Les finalités du traitement de données ont été précisées. Le décret devra prévoir explicitement qu’aucune donnée touchant à l’orientation sexuelle ou à la santé des personnes intéressées ne peut être collectée, même à titre exceptionnel.
La possibilité de collecter des informations concernant les mineurs susceptibles de porter atteinte à la sécurité publique sera maintenue. Ils bénéficieront toutefois d’un « droit à l’oubli » : les informations les concernant seront effacées à leur majorité sauf si un élément nouveau justifiant leur inscription au fichier est intervenu.

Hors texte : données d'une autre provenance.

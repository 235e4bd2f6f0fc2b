//! threshold-chart: threshold-relative series geometry for dashboard charts.
//!
//! Given a series with optional gaps, a reference rule (running mean or a
//! fixed baseline) and a pixel viewport, the crate produces colored line
//! segments split at every crossing of the reference, closed above/below fill
//! polygons cut at the same interpolated points, and summary statistics.
//! Painting is left to a [`render::Renderer`] backend.

pub mod api;
pub mod core;
pub mod error;
pub mod render;
pub mod telemetry;

pub use api::{SeriesCatalog, ThresholdChart, ThresholdChartConfig};
pub use crate::core::{
    ReferenceRule, Series, Side, ThresholdGeometry, Viewport, project_threshold_geometry,
};
pub use error::{ChartError, ChartResult};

Le décret du 27 juin prévoyait que la base de données, qui pouvait concerner les personnes physiques à partir de treize ans, avait notamment pour finalité de centraliser les informations relatives aux individus, groupes, organisations et personnes morales qui, en raison de leur activité individuelle ou collective, sont susceptibles de « porter atteinte à l’ordre public ». Étaient également concernées les informations relatives aux personnes physiques ou morales ayant sollicité, exercé ou exerçant un mandat politique, syndical ou économique ou qui jouent un rôle institutionnel, économique, social ou religieux significatif. Pouvaient notamment être enregistrées les données relatives à : l’état civil et la profession ; les adresses, téléphone et adresses électroniques ; les signes physiques particuliers, photographies ; les informations fiscales et patrimoniales ; les déplacements et antécédents judiciaires.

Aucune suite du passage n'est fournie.